**Extracted information:**
☆ ☆ ☆ ☆ ☆
//! Version database files.
//!
//! Each port has `<versions-root>/<first-letter>-/<port-name>.json` listing
//! every known version and where to get its recipe: a git tree for git
//! registries, a `$/`-relative path for filesystem registries.

use std::path::{Path, PathBuf};

use serde_json::Value;

use crate::error::{QuayError, QuayResult};
use crate::fs::Filesystem;
use crate::version::{schemed_version_from_object, Version, VersionScheme};

/// Which locator flavor a registry's version database uses.
#[derive(Debug, Clone, Copy)]
pub enum VersionDbType<'a> {
    Git,
    Filesystem { registry_root: &'a Path },
}

/// Where one version's recipe lives.
#[derive(Debug, Clone, PartialEq, Eq)]
pub enum Locator {
    /// A git tree sha in the registry's repository.
    GitTree(String),
    /// An absolute path resolved from a `$/…` locator.
    Filesystem(PathBuf),
}

/// One parsed element of the `"versions"` array.
#[derive(Debug, Clone, PartialEq, Eq)]
pub struct VersionDbEntry {
    pub scheme: VersionScheme,
    pub version: Version,
    pub locator: Locator,
}

/// A port's versions and locators as parallel arrays in source order.
/// Lookup is a linear scan; the first equal version wins.
#[derive(Debug, Clone, PartialEq, Eq)]
pub struct PortVersionDb {
    versions: Vec<Version>,
    locators: Vec<Locator>,
}

impl PortVersionDb {
    pub fn new(entries: Vec<VersionDbEntry>) -> Self {
        let mut versions = Vec::with_capacity(entries.len());
        let mut locators = Vec::with_capacity(entries.len());
        for entry in entries {
            versions.push(entry.version);
            locators.push(entry.locator);
        }
        Self { versions, locators }
    }

    pub fn versions(&self) -> &[Version] {
        &self.versions
    }

    pub fn try_get_locator(&self, version: &Version) -> Option<&Locator> {
        self.versions
            .iter()
            .position(|v| v == version)
            .map(|i| &self.locators[i])
    }

    pub fn try_get_git_tree(&self, version: &Version) -> Option<&str> {
        match self.try_get_locator(version) {
            Some(Locator::GitTree(tree)) => Some(tree),
            _ => None,
        }
    }

    pub fn try_get_path(&self, version: &Version) -> Option<&Path> {
        match self.try_get_locator(version) {
            Some(Locator::Filesystem(path)) => Some(path),
            _ => None,
        }
    }
}

/// `zlib` → `z-/zlib.json`.
pub fn relative_path_to_versions(port_name: &str) -> PathBuf {
    let mut prefix = String::new();
    if let Some(first) = port_name.chars().next() {
        prefix.push(first);
    }
    prefix.push('-');
    PathBuf::from(prefix).join(format!("{port_name}.json"))
}

/// Check a `$/…` registry-relative locator before resolving it.
pub(crate) fn validate_registry_path(path: &str) -> Result<(), String> {
    if !path.starts_with("$/") {
        return Err("must start with \"$/\"".to_string());
    }
    if path.contains('\\') {
        return Err("must be delimited with forward slashes".to_string());
    }
    if path.contains("//") {
        return Err("must not contain empty path components".to_string());
    }
    for component in path[2..].split('/') {
        if component == "." || component == ".." {
            return Err("must not contain dot or dot-dot path components".to_string());
        }
    }
    Ok(())
}

fn entry_from_value(
    value: &Value,
    db_type: VersionDbType<'_>,
    origin: &Path,
) -> QuayResult<VersionDbEntry> {
    let parse_error = |message: String| QuayError::VersionsFileParse {
        origin: origin.display().to_string(),
        message,
    };

    let obj = value
        .as_object()
        .ok_or_else(|| parse_error("expected a version database entry object".to_string()))?;
    let schemed = schemed_version_from_object(obj).map_err(parse_error)?;

    let locator = match db_type {
        VersionDbType::Git => {
            let tree = obj
                .get("git-tree")
                .and_then(|v| v.as_str())
                .ok_or_else(|| parse_error("expected a \"git-tree\" string field".to_string()))?;
            Locator::GitTree(tree.to_string())
        }
        VersionDbType::Filesystem { registry_root } => {
            let raw = obj
                .get("path")
                .and_then(|v| v.as_str())
                .ok_or_else(|| parse_error("expected a \"path\" string field".to_string()))?;
            validate_registry_path(raw).map_err(|reason| QuayError::InvalidRegistryPath {
                path: raw.to_string(),
                reason,
            })?;
            Locator::Filesystem(registry_root.join(&raw[2..]))
        }
    };

    Ok(VersionDbEntry {
        scheme: schemed.scheme,
        version: schemed.version,
        locator,
    })
}

/// Load a port's version database file.
///
/// A missing file yields `Ok(None)`: the registry simply has no entries for
/// this port. Everything else that goes wrong is an error.
pub fn load_versions_file(
    fs: &dyn Filesystem,
    db_type: VersionDbType<'_>,
    registry_versions: &Path,
    port_name: &str,
) -> QuayResult<Option<Vec<VersionDbEntry>>> {
    let versions_file_path = registry_versions.join(relative_path_to_versions(port_name));
    let contents = match fs.read_contents(&versions_file_path) {
        Ok(contents) => contents,
        Err(err) if err.is_file_not_found() => return Ok(None),
        Err(err) => return Err(err),
    };

    let parse_error = |message: String| QuayError::VersionsFileParse {
        origin: versions_file_path.display().to_string(),
        message,
    };

    let value: Value = serde_json::from_str(&contents).map_err(|e| parse_error(e.to_string()))?;
    let obj = value
        .as_object()
        .ok_or_else(|| parse_error("expected a top-level object".to_string()))?;
    let versions = obj
        .get("versions")
        .and_then(|v| v.as_array())
        .ok_or_else(|| parse_error("expected a \"versions\" array".to_string()))?;

    let mut entries = Vec::with_capacity(versions.len());
    for element in versions {
        entries.push(entry_from_value(element, db_type, &versions_file_path)?);
    }
    Ok(Some(entries))
}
☆ ☆ ☆ ☆ ☆
**What needs to be done:** Exactly as written, give again every line from the one containing "for element in" through the last line of the material above, and no other lines.

**Response to the task:**
    for element in versions {
        entries.push(entry_from_value(element, db_type, &versions_file_path)?);
    }
    Ok(Some(entries))
}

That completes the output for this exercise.